On Thu, Oct 01, 2009 at 09:31:19AM -0700, Jeremy Fitzhardinge wrote:
> On 10/01/09 01:41, Jan Beulich wrote:
> >> Why, what's wrong with VM_IO?  It's documented as being "Memory mapped
> >> I/O or similar".  VM_PFNMAP is another option, but that seems more
> >> dubious.  Are there places where VM_IO is being legitimately set on
> >> normal page mappings?
> >>     
> > This is what Nick responded on my similar question: "Hmm, good question.
> > Unfortunately I think VM_IO was never really intended to set pte protection
> > bits, but just protect the vma from get_user_pages (actually it is hard to
> > know exactly what some of the vma flags bits were really intended for, but
> > that seems to be the current reasonable use)."
> >   
> VM_PFNMAP seems more specifically about preventing get_user_pages (ie,
> no struct page), (though I guess that could have changed with
> _PAGE_SPECIAL ptes).  And there's the ever-mysterious VM_RESERVED.  Does
> that mean it

Well, yes basically these VM flags need a good cleanup.
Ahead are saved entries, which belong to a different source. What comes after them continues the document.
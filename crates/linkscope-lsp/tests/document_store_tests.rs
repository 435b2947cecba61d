use std::sync::Arc;

use linkscope_common::AnalysisOptions;
use linkscope_lsp::{DocumentStore, DocumentUpdate, UpdateError};
use linkscope_syntax::TreeError;
use linkscope_syntax::fixtures::{Fixture, leaf, node};

fn document(source: &str, binder: &str, value: &str) -> (String, String) {
    let fx = Fixture::new(source);
    let json = fx.tree_json(vec![node(
        "Val",
        fx.word_span(source.trim_end(), 0),
        vec![
            leaf(format!("Binder: {binder}"), fx.word_span(binder, 0)),
            leaf(format!("Variable: {value}"), fx.word_span(value, 0)),
        ],
    )]);
    (source.to_string(), json)
}

#[test]
fn test_update_publishes_snapshot() {
    let store = DocumentStore::new(AnalysisOptions::default());
    assert!(store.is_empty());

    let (source, json) = document("var m = k;\n", "m", "k");
    let analysis = store.update("file:///a.links", 1, &source, &json).unwrap();
    assert_eq!(analysis.diagnostics.len(), 1);
    assert_eq!(store.len(), 1);
    assert!(Arc::ptr_eq(&analysis, &store.get("file:///a.links").unwrap()));
}

#[test]
fn test_failed_update_keeps_previous_analysis() {
    let store = DocumentStore::new(AnalysisOptions::default());
    let (source, json) = document("var m = k;\n", "m", "k");
    let first = store.update("file:///a.links", 1, &source, &json).unwrap();

    let err = store
        .update("file:///a.links", 2, "var m = ;\n", "[\"Interior\", \"Block\"")
        .unwrap_err();
    assert!(matches!(err, UpdateError::Tree(TreeError::InvalidJson(_))));

    let current = store.get("file:///a.links").unwrap();
    assert!(Arc::ptr_eq(&first, &current));
    assert_eq!(current.source, "var m = k;\n");
}

#[test]
fn test_update_many_analyses_independent_documents() {
    let store = DocumentStore::new(AnalysisOptions::default());
    let (first_source, first_json) = document("var x = y;\n", "x", "y");
    let (second_source, second_json) = document("var z = w;\n", "z", "w");
    let updates = vec![
        DocumentUpdate {
            uri: "file:///one.links".to_string(),
            version: 1,
            source: first_source,
            tree_json: first_json,
        },
        DocumentUpdate {
            uri: "file:///two.links".to_string(),
            version: 1,
            source: second_source,
            tree_json: second_json,
        },
        DocumentUpdate {
            uri: "file:///bad.links".to_string(),
            version: 1,
            source: String::new(),
            tree_json: "{}".to_string(),
        },
    ];

    let results = store.update_many(&updates);
    assert_eq!(results.len(), 3);
    assert!(results[0].1.is_ok());
    assert!(results[1].1.is_ok());
    assert!(results[2].1.is_err());
    assert_eq!(store.uris(), vec!["file:///one.links", "file:///two.links"]);

    assert!(store.remove("file:///one.links").is_some());
    assert_eq!(store.len(), 1);
}

#[test]
fn test_out_of_order_update_is_rejected() {
    let store = DocumentStore::new(AnalysisOptions::default());
    let (newer_source, newer_json) = document("var m = k;\n", "m", "k");
    let (older_source, older_json) = document("var s = t;\n", "s", "t");

    let newer = store.update("file:///a.links", 2, &newer_source, &newer_json).unwrap();
    let err = store
        .update("file:///a.links", 1, &older_source, &older_json)
        .unwrap_err();
    assert_eq!(err, UpdateError::Stale { version: 1, current: 2 });

    let current = store.get("file:///a.links").unwrap();
    assert!(Arc::ptr_eq(&newer, &current));
    assert_eq!(current.source, "var m = k;\n");
    assert_eq!(store.version("file:///a.links"), Some(2));

    // Re-sending the published version is accepted.
    store.update("file:///a.links", 2, &newer_source, &newer_json).unwrap();
    assert_eq!(store.version("file:///a.links"), Some(2));
}

#[test]
fn test_update_many_keeps_the_newest_version_of_a_document() {
    let store = DocumentStore::new(AnalysisOptions::default());
    let (old_source, old_json) = document("var s = t;\n", "s", "t");
    let (new_source, new_json) = document("var m = k;\n", "m", "k");
    let updates = vec![
        DocumentUpdate {
            uri: "file:///a.links".to_string(),
            version: 3,
            source: new_source,
            tree_json: new_json,
        },
        DocumentUpdate {
            uri: "file:///a.links".to_string(),
            version: 2,
            source: old_source,
            tree_json: old_json,
        },
    ];

    store.update_many(&updates);
    assert_eq!(store.version("file:///a.links"), Some(3));
    assert_eq!(store.get("file:///a.links").unwrap().source, "var m = k;\n");
}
What should
be done is like GFP flags where we define specific bits which direct
the core mm to do a _particular_ thing (eg. don't get_user_pages, or
this points to IO memory, etc). and then define combinations of
them which are useful to drivers.

I think Jan's point is simply that drivers _currently_ are in a bit
of a mess here so the trivial approach to using VM_IO is not going
to work without some fixups.

PFNMAP may be used when we _do_ have struct pages but don't want to
touch them, and also IO mappings can have pfn_valid true if the
memory model has allocated a memory map for those pages. So I don't
think they quite fit. Also drivers don't always want to allow
get_user_pages even if they are working on normal memory (actually
the default should be to _disallow_ it and a bit should be set to
allow it, because you have to be somewhat aware of what the races
and page reference lifetimes are with get_user_pages).

 
> > The most prominent reason for not deriving _PAGE_IOMAP from VM_IO
> > is probably the fact that remap_pfn_range() sets VM_IO, but clearly can
> > be called for local RAM pages (e.g. through mmap_kmem()).
> 
> mmap_kmem looks pretty broken anyway.  All the CONFIG_STRICT_DEVMEM
> checks make sure the pages being mapped are *not* regular pages, and
> will end up failing all /dev/kmem mappings as a result.   So I think in
> that case I think it gets set as an accidental erroneous side-effect.
> 
> >  And if you
> > grep for the uses of VM_IO, you'll find a few more examples (mostly
> > arch specific, but anyway) that show that such an implication isn't valid
> > at present.
> >   
> 
> Pointers?  The overwhelmingly common use is on mappings of hardware
> devices, and most of the tests of the bit explicitly reference IO as the
> reason they're testing it.  Why would you set it if the mapping weren't
> for IO anyway?  There are other ways to prevent, for example, core
> dumping it, or having it participate in normal memory management, or
> preventing get_user_pages, or whatever.
> 
> The use of remap_pfn_range() is a slightly different matter, but it also
> looks like it is only used on device memory too (aside from the kmem
> thing mentioned above).  But I'm not sure if it is defined to be only
> used on IO(-like) memory regions...

Last time I audited most of the drivers due to the expanding-mremap
security hole, there are definitely a large number of them that just
seemed to randomly set VM_IO and/or VM_RESERVED. Probably due to the
fact that they aren't well defined to start with.